▸ WHAT IS EXPECTED
Transcribe all records exactly.

── DATA SUPPLIED

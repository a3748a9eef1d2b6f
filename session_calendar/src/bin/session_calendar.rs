use anyhow::{Context, Result};
use chrono::{DateTime, NaiveDate, Utc};
use clap::{Parser, Subcommand};
use session_calendar::{
    CalendarConfig, ExchangeCalendar, HolidayFile, HolidaySet, HolidaySource, load_config_path,
};
use shared_utils::optional_env_var;
use tracing_subscriber::EnvFilter;

const CONFIG_ENV: &str = "SESSION_CALENDAR_CONFIG";
const HOLIDAYS_ENV: &str = "SESSION_CALENDAR_HOLIDAYS";

#[derive(Parser)]
#[command(version, about = "Trading session calendar CLI")]
struct Cli {
    /// Calendar TOML file (falls back to $SESSION_CALENDAR_CONFIG, then the SHSZ preset)
    #[arg(long, value_name = "FILE")]
    config: Option<String>,

    /// Holiday list, one YYYYMMDD per line (falls back to $SESSION_CALENDAR_HOLIDAYS)
    #[arg(long, value_name = "FILE")]
    holidays: Option<String>,

    #[command(subcommand)]
    cmd: Cmd,
}

#[derive(Subcommand)]
enum Cmd {
    /// List session dates
    Sessions {
        #[arg(long)]
        from: Option<NaiveDate>,
        #[arg(long)]
        to: Option<NaiveDate>,
    },
    /// Print open / break / close instants of one session
    Boundaries {
        #[arg(long)]
        date: NaiveDate,
    },
    /// Print every tradable minute of one session
    Minutes {
        #[arg(long)]
        date: NaiveDate,
    },
    /// Check whether an RFC 3339 instant is a trading minute
    IsOpen {
        #[arg(long)]
        at: DateTime<Utc>,
    },
    /// Name, timezone, range and totals
    Summary,
}

fn main() -> Result<()> {
    tracing_subscriber::fmt()
        .with_env_filter(EnvFilter::try_from_default_env().unwrap_or_else(|_| EnvFilter::new("info")))
        .with_writer(std::io::stderr)
        .init();

    let cli = Cli::parse();

    // 1) Calendar config
    let config = match cli.config.or_else(|| optional_env_var(CONFIG_ENV)) {
        Some(path) => load_config_path(&path)?,
        None => CalendarConfig::shsz_default().context("build SHSZ preset")?,
    };

    // 2) Holidays (an unreadable file means no extra holidays)
    let holidays = match cli.holidays.or_else(|| optional_env_var(HOLIDAYS_ENV)) {
        Some(path) => HolidayFile::new(path).fetch_holidays(),
        None => HolidaySet::new(),
    };

    // 3) Build
    let cal = ExchangeCalendar::new(config, holidays).context("build calendar")?;

    match cli.cmd {
        Cmd::Sessions { from, to } => {
            for day in cal.schedule().sessions() {
                if from.is_some_and(|f| day < f) || to.is_some_and(|t| day > t) {
                    continue;
                }
                println!("{day}");
            }
        }
        Cmd::Boundaries { date } => {
            let b = cal.boundaries_for(date)?;
            println!("open        {}", b.open.to_rfc3339());
            if let (Some(bs), Some(be)) = (b.break_start, b.break_end) {
                println!("break_start {}", bs.to_rfc3339());
                println!("break_end   {}", be.to_rfc3339());
            }
            println!("close       {}", b.close.to_rfc3339());
        }
        Cmd::Minutes { date } => {
            for m in cal.minutes_for_session(date)? {
                println!("{}", m.to_rfc3339());
            }
        }
        Cmd::IsOpen { at } => match cal.session_for_minute(at) {
            Some(day) => println!("true ({day})"),
            None => println!("false"),
        },
        Cmd::Summary => {
            println!("name      {}", cal.name());
            println!("timezone  {}", cal.timezone().name());
            if let (Some(first), Some(last)) = (cal.first_session(), cal.last_session()) {
                println!("sessions  {} ({first} .. {last})", cal.schedule().len());
            } else {
                println!("sessions  0");
            }
            println!("minutes   {}", cal.all_minutes().len());
            println!("holidays  {}", cal.holidays().len());
        }
    }

    Ok(())
}
#![allow(dead_code)]

use chrono::{Datelike, NaiveDate, Weekday};
use session_calendar::{CalendarConfig, ExchangeCalendar, HolidaySet};

pub fn d(y: i32, m: u32, day: u32) -> NaiveDate {
    NaiveDate::from_ymd_opt(y, m, day).expect("valid date")
}

/// SHSZ calendar over `[start, end]` with the given holidays.
pub fn shsz(start: NaiveDate, end: NaiveDate, holidays: &[NaiveDate]) -> ExchangeCalendar {
    let cfg = CalendarConfig::shsz(start, end).expect("preset config");
    ExchangeCalendar::new(cfg, holidays.iter().copied().collect()).expect("build calendar")
}

/// Reference session list: every date in range that is neither Sat/Sun nor a holiday.
pub fn brute_force_sessions(start: NaiveDate, end: NaiveDate, holidays: &HolidaySet) -> Vec<NaiveDate> {
    let mut out = Vec::new();
    let mut day = start;
    while day <= end {
        let weekend = matches!(day.weekday(), Weekday::Sat | Weekday::Sun);
        if !weekend && !holidays.contains(day) {
            out.push(day);
        }
        day = day.succ_opt().expect("in range");
    }
    out
}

────

▸ SOLUTION TO THE PROBLEM
repository a3748a9eef1d2b6f
filename session_calendar/src/bin/session_calendar.rs
use anyhow::{Context, Result};
use chrono::{DateTime, NaiveDate, Utc};
use clap::{Parser, Subcommand};
use session_calendar::{
    CalendarConfig, ExchangeCalendar, HolidayFile, HolidaySet, HolidaySource, load_config_path,
};
use shared_utils::optional_env_var;
use tracing_subscriber::EnvFilter;

const CONFIG_ENV: &str = "SESSION_CALENDAR_CONFIG";
const HOLIDAYS_ENV: &str = "SESSION_CALENDAR_HOLIDAYS";

#[derive(Parser)]
#[command(version, about = "Trading session calendar CLI")]
struct Cli {
    /// Calendar TOML file (falls back to $SESSION_CALENDAR_CONFIG, then the SHSZ preset)
    #[arg(long, value_name = "FILE")]
    config: Option<String>,

    /// Holiday list, one YYYYMMDD per line (falls back to $SESSION_CALENDAR_HOLIDAYS)
    #[arg(long, value_name = "FILE")]
    holidays: Option<String>,

    #[command(subcommand)]
    cmd: Cmd,
}

#[derive(Subcommand)]
enum Cmd {
    /// List session dates
    Sessions {
        #[arg(long)]
        from: Option<NaiveDate>,
        #[arg(long)]
        to: Option<NaiveDate>,
    },
    /// Print open / break / close instants of one session
    Boundaries {
        #[arg(long)]
        date: NaiveDate,
    },
    /// Print every tradable minute of one session
    Minutes {
        #[arg(long)]
        date: NaiveDate,
    },
    /// Check whether an RFC 3339 instant is a trading minute
    IsOpen {
        #[arg(long)]
        at: DateTime<Utc>,
    },
    /// Name, timezone, range and totals
    Summary,
}

fn main() -> Result<()> {
    tracing_subscriber::fmt()
        .with_env_filter(EnvFilter::try_from_default_env().unwrap_or_else(|_| EnvFilter::new("info")))
        .with_writer(std::io::stderr)
        .init();

    let cli = Cli::parse();

    // 1) Calendar config
    let config = match cli.config.or_else(|| optional_env_var(CONFIG_ENV)) {
        Some(path) => load_config_path(&path)?,
        None => CalendarConfig::shsz_default().context("build SHSZ preset")?,
    };

    // 2) Holidays (an unreadable file means no extra holidays)
    let holidays = match cli.holidays.or_else(|| optional_env_var(HOLIDAYS_ENV)) {
        Some(path) => HolidayFile::new(path).fetch_holidays(),
        None => HolidaySet::new(),
    };

    // 3) Build
    let cal = ExchangeCalendar::new(config, holidays).context("build calendar")?;

    match cli.cmd {
        Cmd::Sessions { from, to } => {
            for day in cal.schedule().sessions() {
                if from.is_some_and(|f| day < f) || to.is_some_and(|t| day > t) {
                    continue;
                }
                println!("{day}");
            }
        }
        Cmd::Boundaries { date } => {
            let b = cal.boundaries_for(date)?;
            println!("open        {}", b.open.to_rfc3339());
            if let (Some(bs), Some(be)) = (b.break_start, b.break_end) {
                println!("break_start {}", bs.to_rfc3339());
                println!("break_end   {}", be.to_rfc3339());
            }
            println!("close       {}", b.close.to_rfc3339());
        }
        Cmd::Minutes { date } => {
            for m in cal.minutes_for_session(date)? {
                println!("{}", m.to_rfc3339());
            }
        }
        Cmd::IsOpen { at } => match cal.session_for_minute(at) {
            Some(day) => println!("true ({day})"),
            None => println!("false"),
        },
        Cmd::Summary => {
            println!("name      {}", cal.name());
            println!("timezone  {}", cal.timezone().name());
            if let (Some(first), Some(last)) = (cal.first_session(), cal.last_session()) {
                println!("sessions  {} ({first} .. {last})", cal.schedule().len());
            } else {
                println!("sessions  0");
            }
            println!("minutes   {}", cal.all_minutes().len());
            println!("holidays  {}", cal.holidays().len());
        }
    }

    Ok(())
}
#![allow(dead_code)]

use chrono::{Datelike, NaiveDate, Weekday};
use session_calendar::{CalendarConfig, ExchangeCalendar, HolidaySet};

pub fn d(y: i32, m: u32, day: u32) -> NaiveDate {
    NaiveDate::from_ymd_opt(y, m, day).expect("valid date")
}

/// SHSZ calendar over `[start, end]` with the given holidays.
pub fn shsz(start: NaiveDate, end: NaiveDate, holidays: &[NaiveDate]) -> ExchangeCalendar {
    let cfg = CalendarConfig::shsz(start, end).expect("preset config");
    ExchangeCalendar::new(cfg, holidays.iter().copied().collect()).expect("build calendar")
}

/// Reference session list: every date in range that is neither Sat/Sun nor a holiday.
pub fn brute_force_sessions(start: NaiveDate, end: NaiveDate, holidays: &HolidaySet) -> Vec<NaiveDate> {
    let mut out = Vec::new();
    let mut day = start;
    while day <= end {
        let weekend = matches!(day.weekday(), Weekday::Sat | Weekday::Sun);
        if !weekend && !holidays.contains(day) {
            out.push(day);
        }
        day = day.succ_opt().expect("in range");
    }
    out
}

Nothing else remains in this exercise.